TWO-WAVEBAND COLOR-MIXING BINOCULARS FOR THE DETECTION OF WHOLESOME AND UNWHOLESOME CHICKEN CARCASSES: A SIMULATION

Authors: DING, FUJIAN - SCA-UKY LEX., R.GATES; Chen, Yud; Chao, Kuanglin - Kevin Chao

Submitted to: Applied Optics
Publication Type: Peer Reviewed Journal
Publication Acceptance Date: 4/22/2005
Publication Date: 9/20/2005
Citation: Ding, F., Chen, Y.R., Chao, K. 2005. Two-waveband color-mixing binoculars for the detection of wholesome and unwholesome chicken carcasses; A simulation. Applied Optics. 44(26):5454-5462.
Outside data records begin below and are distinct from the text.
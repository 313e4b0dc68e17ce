//! Integration tests for the JSON-lines transport.
//!
//! These tests drive a worker end to end over an in-memory duplex pipe:
//! - replies are correlated by the caller's ids
//! - malformed lines get an `invalid_request` error
//! - streamed output arrives as notifications

#![allow(clippy::unwrap_used)]

use serde_json::{Value, json};
use tokio::io::{AsyncBufReadExt, AsyncWriteExt, BufReader};
use tokio::sync::mpsc;

use quiver::rpc::{serve_lines, spawn_worker};
use quiver::{FnModule, Runtime, SessionConfig, StaticLoader, StreamEvent, ToolConfig};

fn echo_loader() -> StaticLoader {
    StaticLoader::new().with_module(
        "echo",
        FnModule::new(|args, io| {
            for arg in args {
                let bytes = io.fs().read_file(arg)?;
                io.write_stdout(&bytes)?;
            }
            Ok(0)
        }),
    )
}

/// Send `requests`, close the input and collect every output line.
async fn session(
    runtime: Runtime,
    events: Option<mpsc::UnboundedReceiver<StreamEvent>>,
    requests: &[Value],
) -> Vec<Value> {
    let (client, server) = tokio::io::duplex(1024 * 1024);
    let (server_read, server_write) = tokio::io::split(server);
    let handle = spawn_worker(runtime);
    let server = tokio::spawn(serve_lines(handle, events, server_read, server_write));

    let (client_read, mut client_write) = tokio::io::split(client);
    for request in requests {
        let mut line = request.to_string();
        line.push('\n');
        client_write.write_all(line.as_bytes()).await.unwrap();
    }
    client_write.write_all(b"this is not json\n").await.unwrap();
    client_write.shutdown().await.unwrap();
    drop(client_write);

    server.await.unwrap().unwrap();

    let mut lines = BufReader::new(client_read).lines();
    let mut out = Vec::new();
    while let Some(line) = lines.next_line().await.unwrap() {
        out.push(serde_json::from_str(&line).unwrap());
    }
    out
}

fn reply(lines: &[Value], id: u64) -> &Value {
    lines
        .iter()
        .find(|l| l.get("id").and_then(Value::as_u64) == Some(id))
        .unwrap_or_else(|| panic!("no reply for id {id} in {lines:?}"))
}

#[tokio::test]
async fn test_session_over_json_lines() {
    let runtime = Runtime::builder()
        .tool(ToolConfig::new("echo", "1"))
        .loader(echo_loader())
        .build()
        .unwrap();

    let lines = session(
        runtime,
        None,
        &[
            json!({"id": 10, "request": {"method": "init"}}),
            json!({"id": 11, "request": {"method": "mount", "params": {"files": [{"name": "in.txt", "data": "abc\n"}]}}}),
            json!({"id": 12, "request": {"method": "exec", "params": {"command": "echo in.txt"}}}),
            json!({"id": 13, "request": {"method": "cat", "params": {"path": "/nope"}}}),
            json!({"id": 14, "request": {"method": "exec", "params": {"command": "samtools view"}}}),
            json!({"id": 15, "request": {"method": "tools"}}),
        ],
    )
    .await;

    assert_eq!(reply(&lines, 10)["result"], json!(true));
    assert_eq!(reply(&lines, 11)["result"], json!(["/shared/data/in.txt"]));
    assert_eq!(reply(&lines, 12)["result"], json!("abc\n"));
    assert_eq!(reply(&lines, 13)["result"], json!(false));
    assert_eq!(reply(&lines, 14)["error"]["kind"], json!("not_found"));
    assert_eq!(reply(&lines, 15)["result"][0]["tool"], json!("echo"));
    assert_eq!(reply(&lines, 15)["result"][0]["ready"], json!(true));

    let invalid: Vec<_> = lines
        .iter()
        .filter(|l| l["error"]["kind"] == json!("invalid_request"))
        .collect();
    assert_eq!(invalid.len(), 1);
}

#[tokio::test]
async fn test_stream_notifications_precede_reply() {
    const LINES: usize = 2000;

    let (tx, rx) = mpsc::unbounded_channel();
    let loader = StaticLoader::new().with_module(
        "lines",
        FnModule::new(|_, io| {
            for i in 0..LINES {
                io.write_stdout(format!("line {i}\n").as_bytes())?;
            }
            Ok(0)
        }),
    );
    let runtime = Runtime::builder()
        .tool(ToolConfig::new("lines", "1"))
        .session(SessionConfig {
            print_stream: true,
            ..SessionConfig::default()
        })
        .loader(loader)
        .stream_events(tx)
        .build()
        .unwrap();

    let lines = session(
        runtime,
        Some(rx),
        &[
            json!({"id": 1, "request": {"method": "init"}}),
            json!({"id": 2, "request": {"method": "exec", "params": {"command": "lines"}}}),
        ],
    )
    .await;

    let reply_at = lines
        .iter()
        .position(|l| l.get("id").and_then(Value::as_u64) == Some(2))
        .unwrap();
    let events: Vec<(usize, &str)> = lines
        .iter()
        .enumerate()
        .filter(|(_, l)| l["event"] == json!("stream"))
        .map(|(i, l)| (i, l["text"].as_str().unwrap()))
        .collect();

    assert_eq!(events.len(), LINES);
    assert!(events.iter().all(|(i, _)| *i < reply_at));
    assert_eq!(events[0].1, "line 0\n");
    assert_eq!(events[LINES - 1].1, format!("line {}\n", LINES - 1));

    let output = reply(&lines, 2)["result"].as_str().unwrap();
    assert_eq!(output.lines().count(), LINES);
}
Interpretive Summary: Presently, the Instrumentation and Sensing Laboratory (ISL) is developing a low cost optically enhanced device that can assist inspectors or plant processors in small meat and poultry plants to conduct inspection in situ. The system would be a color-based optical inspection device. We have shown that two-band color mixing to be directly related to the two-color band ratio criterion, which has been used for successful separation of wholesome and unwholesome poultry carcasses. Using a two-color mixing technique, small plant operators will be able to detect defective, diseased, and contaminated carcasses when viewed through the optical device. This paper reports the results of the research to select optimal waveband pairs from color difference and chromaticness difference indices, and to design optically enhanced binoculars for chicken inspection based on a two-color mixing technique. The simulation of color appearance is also presented. We showed that two color-mixing binoculars have potential for practical use in a processing plant environment. This will directly impact small-scale poultry processors in terms of improved efficacy of the HACCP program. This information would be useful to FSIS and researchers who are interested in developing low cost vision-based systems for inspecting agricultural products.

Technical Abstract: Visual inspection of wholesome and unwholesome chicken carcasses using a novel two narrow-band color mixing technique for optically enhanced binoculars was simulated. From mean spectra of wholesome, air-sacculitis (air-sac), cadaver, inflammatory process (IP), septicemia/toxemia (septox), and tumor chicken samples, 10-nm waveband pairs were selected using color and chromaticness difference indices for simulation of multi-target and single-target detection. The color appearance simulation used the CIECAM97s color appearance model. Results showed that for multi-target detection, the waveband pair (454 nm, 578 nm) was able to differentiate all six chicken conditions. For single-target detection of wholesome, air-sac, cadaver, and tumor, the waveband pairs of (449 nm, 571 nm), (441 nm, 576 nm), (458 nm, 576 nm), and (431 nm, 501 nm), respectively, easily identified each target condition from the other five conditions. For single-target detection of IP and septox, the waveband pairs of (454 nm, 591 nm) and (454 nm, 590 nm), respectively, were able to differentiate the target conditions from wholesome and tumor conditions, but had difficulty with the other chicken conditions. The two color mixing technique shows promise for use in small-scale processing plant environments to improve the visual inspection process.